Task directions: Restate the records exactly. Include all of them.

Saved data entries
•••
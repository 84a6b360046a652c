use crate::distance_matrix::DistanceMatrix;
use crate::errors::{Result, Stage};
use crate::fitting::VariogramModel;
use crate::health::{ensure_finite, log_preview, MatrixHealth};
use crate::utils::try_zeros;
use linfa::Float;
use ndarray::Array2;

/// Augmented (n+1, n+1) ordinary kriging matrix.
///
/// The (n, n) upper-left block holds the model values between stations, the last row
/// and column hold ones except for the zero corner. They stand for the Lagrange multiplier
/// enforcing that kriging weights sum to one.
#[derive(Clone, Debug)]
pub struct CovarianceMatrix<F: Float> {
    pub(crate) data: Array2<F>,
}

impl<F: Float> CovarianceMatrix<F> {
    /// Build the augmented matrix from station distances and the fitted model
    pub fn new(
        distances: &DistanceMatrix<F>,
        model: &VariogramModel<F>,
        verbose: bool,
    ) -> Result<Self> {
        let n = distances.len();
        let d = distances.as_array();
        let mut data = try_zeros(Stage::Covariance, n + 1, n + 1)?;
        for i in 0..n {
            for j in i..n {
                let c = model.value(d[[i, j]]);
                data[[i, j]] = c;
                data[[j, i]] = c;
            }
            data[[i, n]] = F::one();
            data[[n, i]] = F::one();
        }
        log_preview(&data, "Covariance matrix", verbose);
        ensure_finite(&data, "Covariance matrix", Stage::Covariance, verbose)?;
        Ok(CovarianceMatrix { data })
    }

    /// Number of stations n, the matrix being (n+1, n+1)
    pub fn n_stations(&self) -> usize {
        self.data.nrows() - 1
    }

    /// Underlying matrix
    pub fn as_array(&self) -> &Array2<F> {
        &self.data
    }

    /// Summary of the matrix content
    pub fn health(&self) -> MatrixHealth<F> {
        MatrixHealth::new(&self.data)
    }
}

#[cfg(test)]
mod tests {
    use super::*;
    use crate::fitting::fit_model;
    use crate::parameters::KrigingParams;
    use crate::stations::{StationPoint, StationSet};
    use crate::variogram::EmpiricalVariogram;
    use approx::assert_abs_diff_eq;
    use linfa::ParamGuard;
    use okriging_raster::GreatCircle;

    #[test]
    fn test_augmented_structure() {
        let metric = GreatCircle::default();
        let points = vec![
            StationPoint::new("A", 50., 8., 3.),
            StationPoint::new("B", 50.5, 8.4, 7.),
            StationPoint::new("C", 51., 9., 1.),
            StationPoint::new("D", 50.2, 9.5, 12.),
            StationPoint::new("E", 51.4, 8.2, 5.),
        ];
        let set = StationSet::new(&points, &metric).unwrap();
        let dm = DistanceMatrix::new(&set, &metric).unwrap();
        let params = KrigingParams::new()
            .distance_interval(20.)
            .max_distance(300.)
            .check()
            .unwrap();
        let mut vario = EmpiricalVariogram::new(&dm, set.values(), 20., 300.).unwrap();
        let model = fit_model(&mut vario, &params).unwrap();
        let cov = CovarianceMatrix::new(&dm, &model, false).unwrap();

        let n = cov.n_stations();
        assert_eq!(n, 5);
        let m = cov.as_array();
        assert_eq!(m.dim(), (6, 6));
        for i in 0..n {
            assert_abs_diff_eq!(m[[i, i]], model.nugget);
            for j in 0..n {
                assert_eq!(m[[i, j]], m[[j, i]]);
            }
            assert_eq!(m[[i, n]], 1.);
            assert_eq!(m[[n, i]], 1.);
        }
        assert_eq!(m[[n, n]], 0.);
        assert!(cov.health().is_healthy());
    }
}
•••
Response area:
repository 84a6b360046a652c
use crate::distance_matrix::DistanceMatrix;
use crate::errors::{Result, Stage};
use crate::fitting::VariogramModel;
use crate::health::{ensure_finite, log_preview, MatrixHealth};
use crate::utils::try_zeros;
use linfa::Float;
use ndarray::Array2;

/// Augmented (n+1, n+1) ordinary kriging matrix.
///
/// The (n, n) upper-left block holds the model values between stations, the last row
/// and column hold ones except for the zero corner. They stand for the Lagrange multiplier
/// enforcing that kriging weights sum to one.
#[derive(Clone, Debug)]
pub struct CovarianceMatrix<F: Float> {
    pub(crate) data: Array2<F>,
}

impl<F: Float> CovarianceMatrix<F> {
    /// Build the augmented matrix from station distances and the fitted model
    pub fn new(
        distances: &DistanceMatrix<F>,
        model: &VariogramModel<F>,
        verbose: bool,
    ) -> Result<Self> {
        let n = distances.len();
        let d = distances.as_array();
        let mut data = try_zeros(Stage::Covariance, n + 1, n + 1)?;
        for i in 0..n {
            for j in i..n {
                let c = model.value(d[[i, j]]);
                data[[i, j]] = c;
                data[[j, i]] = c;
            }
            data[[i, n]] = F::one();
            data[[n, i]] = F::one();
        }
        log_preview(&data, "Covariance matrix", verbose);
        ensure_finite(&data, "Covariance matrix", Stage::Covariance, verbose)?;
        Ok(CovarianceMatrix { data })
    }

    /// Number of stations n, the matrix being (n+1, n+1)
    pub fn n_stations(&self) -> usize {
        self.data.nrows() - 1
    }

    /// Underlying matrix
    pub fn as_array(&self) -> &Array2<F> {
        &self.data
    }

    /// Summary of the matrix content
    pub fn health(&self) -> MatrixHealth<F> {
        MatrixHealth::new(&self.data)
    }
}

#[cfg(test)]
mod tests {
    use super::*;
    use crate::fitting::fit_model;
    use crate::parameters::KrigingParams;
    use crate::stations::{StationPoint, StationSet};
    use crate::variogram::EmpiricalVariogram;
    use approx::assert_abs_diff_eq;
    use linfa::ParamGuard;
    use okriging_raster::GreatCircle;

    #[test]
    fn test_augmented_structure() {
        let metric = GreatCircle::default();
        let points = vec![
            StationPoint::new("A", 50., 8., 3.),
            StationPoint::new("B", 50.5, 8.4, 7.),
            StationPoint::new("C", 51., 9., 1.),
            StationPoint::new("D", 50.2, 9.5, 12.),
            StationPoint::new("E", 51.4, 8.2, 5.),
        ];
        let set = StationSet::new(&points, &metric).unwrap();
        let dm = DistanceMatrix::new(&set, &metric).unwrap();
        let params = KrigingParams::new()
            .distance_interval(20.)
            .max_distance(300.)
            .check()
            .unwrap();
        let mut vario = EmpiricalVariogram::new(&dm, set.values(), 20., 300.).unwrap();
        let model = fit_model(&mut vario, &params).unwrap();
        let cov = CovarianceMatrix::new(&dm, &model, false).unwrap();

        let n = cov.n_stations();
        assert_eq!(n, 5);
        let m = cov.as_array();
        assert_eq!(m.dim(), (6, 6));
        for i in 0..n {
            assert_abs_diff_eq!(m[[i, i]], model.nugget);
            for j in 0..n {
                assert_eq!(m[[i, j]], m[[j, i]]);
            }
            assert_eq!(m[[i, n]], 1.);
            assert_eq!(m[[n, i]], 1.);
        }
        assert_eq!(m[[n, n]], 0.);
        assert!(cov.health().is_healthy());
    }
}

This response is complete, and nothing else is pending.